Each record, exactly as written, should be printed again.

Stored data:
***
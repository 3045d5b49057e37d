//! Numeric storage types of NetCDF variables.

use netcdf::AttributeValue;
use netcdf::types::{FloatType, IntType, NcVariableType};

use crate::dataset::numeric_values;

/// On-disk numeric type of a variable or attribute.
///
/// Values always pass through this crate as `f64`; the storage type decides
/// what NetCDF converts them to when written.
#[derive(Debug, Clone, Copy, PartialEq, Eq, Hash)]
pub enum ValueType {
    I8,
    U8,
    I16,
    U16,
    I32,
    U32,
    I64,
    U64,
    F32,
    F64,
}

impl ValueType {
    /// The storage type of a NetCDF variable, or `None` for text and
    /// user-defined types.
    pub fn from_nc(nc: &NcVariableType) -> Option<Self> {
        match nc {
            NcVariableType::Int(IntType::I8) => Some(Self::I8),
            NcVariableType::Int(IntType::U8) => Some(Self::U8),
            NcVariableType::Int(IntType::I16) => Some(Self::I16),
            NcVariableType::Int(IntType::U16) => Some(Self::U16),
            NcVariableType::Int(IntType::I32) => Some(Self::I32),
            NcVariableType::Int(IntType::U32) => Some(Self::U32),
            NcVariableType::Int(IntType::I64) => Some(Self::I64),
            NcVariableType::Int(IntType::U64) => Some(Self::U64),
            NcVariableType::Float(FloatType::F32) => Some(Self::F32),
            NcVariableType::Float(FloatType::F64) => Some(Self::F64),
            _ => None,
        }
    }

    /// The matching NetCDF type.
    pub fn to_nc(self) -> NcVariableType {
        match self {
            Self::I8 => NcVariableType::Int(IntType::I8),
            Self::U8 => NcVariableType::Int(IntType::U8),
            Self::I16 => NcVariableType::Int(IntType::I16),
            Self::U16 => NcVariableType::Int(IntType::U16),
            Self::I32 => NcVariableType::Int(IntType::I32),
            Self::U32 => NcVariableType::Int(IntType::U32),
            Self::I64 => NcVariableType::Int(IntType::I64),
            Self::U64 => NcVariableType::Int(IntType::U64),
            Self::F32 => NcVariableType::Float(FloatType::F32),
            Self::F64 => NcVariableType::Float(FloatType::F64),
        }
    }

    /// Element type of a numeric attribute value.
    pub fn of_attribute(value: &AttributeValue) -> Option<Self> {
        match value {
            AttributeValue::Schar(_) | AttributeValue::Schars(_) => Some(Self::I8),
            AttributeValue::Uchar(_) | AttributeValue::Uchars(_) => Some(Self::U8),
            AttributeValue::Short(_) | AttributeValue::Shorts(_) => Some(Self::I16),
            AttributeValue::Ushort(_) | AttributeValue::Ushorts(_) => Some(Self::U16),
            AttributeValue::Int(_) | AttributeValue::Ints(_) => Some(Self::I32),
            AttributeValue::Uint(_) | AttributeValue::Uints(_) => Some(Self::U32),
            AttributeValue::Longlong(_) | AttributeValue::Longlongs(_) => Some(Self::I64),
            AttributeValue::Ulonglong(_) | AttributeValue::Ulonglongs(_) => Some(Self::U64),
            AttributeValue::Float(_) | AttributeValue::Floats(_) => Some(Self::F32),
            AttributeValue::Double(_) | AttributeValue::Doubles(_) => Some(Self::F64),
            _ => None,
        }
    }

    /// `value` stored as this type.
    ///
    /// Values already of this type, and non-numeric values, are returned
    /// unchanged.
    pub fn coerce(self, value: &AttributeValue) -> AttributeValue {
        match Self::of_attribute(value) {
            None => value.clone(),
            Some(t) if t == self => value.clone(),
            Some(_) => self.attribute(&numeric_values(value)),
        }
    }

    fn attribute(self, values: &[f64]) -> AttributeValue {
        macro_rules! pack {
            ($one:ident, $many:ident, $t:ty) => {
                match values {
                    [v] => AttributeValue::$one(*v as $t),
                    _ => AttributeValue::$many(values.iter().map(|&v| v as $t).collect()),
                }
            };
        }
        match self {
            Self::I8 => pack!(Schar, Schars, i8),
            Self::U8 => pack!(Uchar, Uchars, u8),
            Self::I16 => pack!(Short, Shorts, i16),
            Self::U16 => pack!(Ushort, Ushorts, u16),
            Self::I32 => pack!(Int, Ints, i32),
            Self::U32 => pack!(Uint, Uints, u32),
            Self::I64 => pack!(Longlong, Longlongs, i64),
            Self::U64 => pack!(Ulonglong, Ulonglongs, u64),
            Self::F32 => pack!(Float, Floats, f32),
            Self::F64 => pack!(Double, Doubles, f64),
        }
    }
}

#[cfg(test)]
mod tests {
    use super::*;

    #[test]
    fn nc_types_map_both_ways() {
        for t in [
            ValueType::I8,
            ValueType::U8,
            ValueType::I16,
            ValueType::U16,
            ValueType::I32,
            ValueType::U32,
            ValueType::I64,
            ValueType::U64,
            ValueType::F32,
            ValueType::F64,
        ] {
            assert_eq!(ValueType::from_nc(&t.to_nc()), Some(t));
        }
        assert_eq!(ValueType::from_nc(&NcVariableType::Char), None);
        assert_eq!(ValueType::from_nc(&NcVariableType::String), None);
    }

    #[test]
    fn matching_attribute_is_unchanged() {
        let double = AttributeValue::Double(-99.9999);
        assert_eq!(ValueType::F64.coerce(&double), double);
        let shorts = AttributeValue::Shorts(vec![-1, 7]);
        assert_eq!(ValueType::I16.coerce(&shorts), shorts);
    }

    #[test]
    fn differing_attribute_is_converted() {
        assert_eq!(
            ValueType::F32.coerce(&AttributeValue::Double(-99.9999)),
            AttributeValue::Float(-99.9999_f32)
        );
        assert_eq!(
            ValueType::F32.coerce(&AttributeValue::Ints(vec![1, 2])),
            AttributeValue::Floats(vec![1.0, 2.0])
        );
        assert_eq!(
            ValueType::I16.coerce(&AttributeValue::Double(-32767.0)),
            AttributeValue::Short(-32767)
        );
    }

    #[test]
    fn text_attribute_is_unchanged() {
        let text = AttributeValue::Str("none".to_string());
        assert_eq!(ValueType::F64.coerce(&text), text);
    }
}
***
◆ TASK OUTPUT
repository 3045d5b49057e37d
//! Numeric storage types of NetCDF variables.

use netcdf::AttributeValue;
use netcdf::types::{FloatType, IntType, NcVariableType};

use crate::dataset::numeric_values;

/// On-disk numeric type of a variable or attribute.
///
/// Values always pass through this crate as `f64`; the storage type decides
/// what NetCDF converts them to when written.
#[derive(Debug, Clone, Copy, PartialEq, Eq, Hash)]
pub enum ValueType {
    I8,
    U8,
    I16,
    U16,
    I32,
    U32,
    I64,
    U64,
    F32,
    F64,
}

impl ValueType {
    /// The storage type of a NetCDF variable, or `None` for text and
    /// user-defined types.
    pub fn from_nc(nc: &NcVariableType) -> Option<Self> {
        match nc {
            NcVariableType::Int(IntType::I8) => Some(Self::I8),
            NcVariableType::Int(IntType::U8) => Some(Self::U8),
            NcVariableType::Int(IntType::I16) => Some(Self::I16),
            NcVariableType::Int(IntType::U16) => Some(Self::U16),
            NcVariableType::Int(IntType::I32) => Some(Self::I32),
            NcVariableType::Int(IntType::U32) => Some(Self::U32),
            NcVariableType::Int(IntType::I64) => Some(Self::I64),
            NcVariableType::Int(IntType::U64) => Some(Self::U64),
            NcVariableType::Float(FloatType::F32) => Some(Self::F32),
            NcVariableType::Float(FloatType::F64) => Some(Self::F64),
            _ => None,
        }
    }

    /// The matching NetCDF type.
    pub fn to_nc(self) -> NcVariableType {
        match self {
            Self::I8 => NcVariableType::Int(IntType::I8),
            Self::U8 => NcVariableType::Int(IntType::U8),
            Self::I16 => NcVariableType::Int(IntType::I16),
            Self::U16 => NcVariableType::Int(IntType::U16),
            Self::I32 => NcVariableType::Int(IntType::I32),
            Self::U32 => NcVariableType::Int(IntType::U32),
            Self::I64 => NcVariableType::Int(IntType::I64),
            Self::U64 => NcVariableType::Int(IntType::U64),
            Self::F32 => NcVariableType::Float(FloatType::F32),
            Self::F64 => NcVariableType::Float(FloatType::F64),
        }
    }

    /// Element type of a numeric attribute value.
    pub fn of_attribute(value: &AttributeValue) -> Option<Self> {
        match value {
            AttributeValue::Schar(_) | AttributeValue::Schars(_) => Some(Self::I8),
            AttributeValue::Uchar(_) | AttributeValue::Uchars(_) => Some(Self::U8),
            AttributeValue::Short(_) | AttributeValue::Shorts(_) => Some(Self::I16),
            AttributeValue::Ushort(_) | AttributeValue::Ushorts(_) => Some(Self::U16),
            AttributeValue::Int(_) | AttributeValue::Ints(_) => Some(Self::I32),
            AttributeValue::Uint(_) | AttributeValue::Uints(_) => Some(Self::U32),
            AttributeValue::Longlong(_) | AttributeValue::Longlongs(_) => Some(Self::I64),
            AttributeValue::Ulonglong(_) | AttributeValue::Ulonglongs(_) => Some(Self::U64),
            AttributeValue::Float(_) | AttributeValue::Floats(_) => Some(Self::F32),
            AttributeValue::Double(_) | AttributeValue::Doubles(_) => Some(Self::F64),
            _ => None,
        }
    }

    /// `value` stored as this type.
    ///
    /// Values already of this type, and non-numeric values, are returned
    /// unchanged.
    pub fn coerce(self, value: &AttributeValue) -> AttributeValue {
        match Self::of_attribute(value) {
            None => value.clone(),
            Some(t) if t == self => value.clone(),
            Some(_) => self.attribute(&numeric_values(value)),
        }
    }

    fn attribute(self, values: &[f64]) -> AttributeValue {
        macro_rules! pack {
            ($one:ident, $many:ident, $t:ty) => {
                match values {
                    [v] => AttributeValue::$one(*v as $t),
                    _ => AttributeValue::$many(values.iter().map(|&v| v as $t).collect()),
                }
            };
        }
        match self {
            Self::I8 => pack!(Schar, Schars, i8),
            Self::U8 => pack!(Uchar, Uchars, u8),
            Self::I16 => pack!(Short, Shorts, i16),
            Self::U16 => pack!(Ushort, Ushorts, u16),
            Self::I32 => pack!(Int, Ints, i32),
            Self::U32 => pack!(Uint, Uints, u32),
            Self::I64 => pack!(Longlong, Longlongs, i64),
            Self::U64 => pack!(Ulonglong, Ulonglongs, u64),
            Self::F32 => pack!(Float, Floats, f32),
            Self::F64 => pack!(Double, Doubles, f64),
        }
    }
}

#[cfg(test)]
mod tests {
    use super::*;

    #[test]
    fn nc_types_map_both_ways() {
        for t in [
            ValueType::I8,
            ValueType::U8,
            ValueType::I16,
            ValueType::U16,
            ValueType::I32,
            ValueType::U32,
            ValueType::I64,
            ValueType::U64,
            ValueType::F32,
            ValueType::F64,
        ] {
            assert_eq!(ValueType::from_nc(&t.to_nc()), Some(t));
        }
        assert_eq!(ValueType::from_nc(&NcVariableType::Char), None);
        assert_eq!(ValueType::from_nc(&NcVariableType::String), None);
    }

    #[test]
    fn matching_attribute_is_unchanged() {
        let double = AttributeValue::Double(-99.9999);
        assert_eq!(ValueType::F64.coerce(&double), double);
        let shorts = AttributeValue::Shorts(vec![-1, 7]);
        assert_eq!(ValueType::I16.coerce(&shorts), shorts);
    }

    #[test]
    fn differing_attribute_is_converted() {
        assert_eq!(
            ValueType::F32.coerce(&AttributeValue::Double(-99.9999)),
            AttributeValue::Float(-99.9999_f32)
        );
        assert_eq!(
            ValueType::F32.coerce(&AttributeValue::Ints(vec![1, 2])),
            AttributeValue::Floats(vec![1.0, 2.0])
        );
        assert_eq!(
            ValueType::I16.coerce(&AttributeValue::Double(-32767.0)),
            AttributeValue::Short(-32767)
        );
    }

    #[test]
    fn text_attribute_is_unchanged() {
        let text = AttributeValue::Str("none".to_string());
        assert_eq!(ValueType::F64.coerce(&text), text);
    }
}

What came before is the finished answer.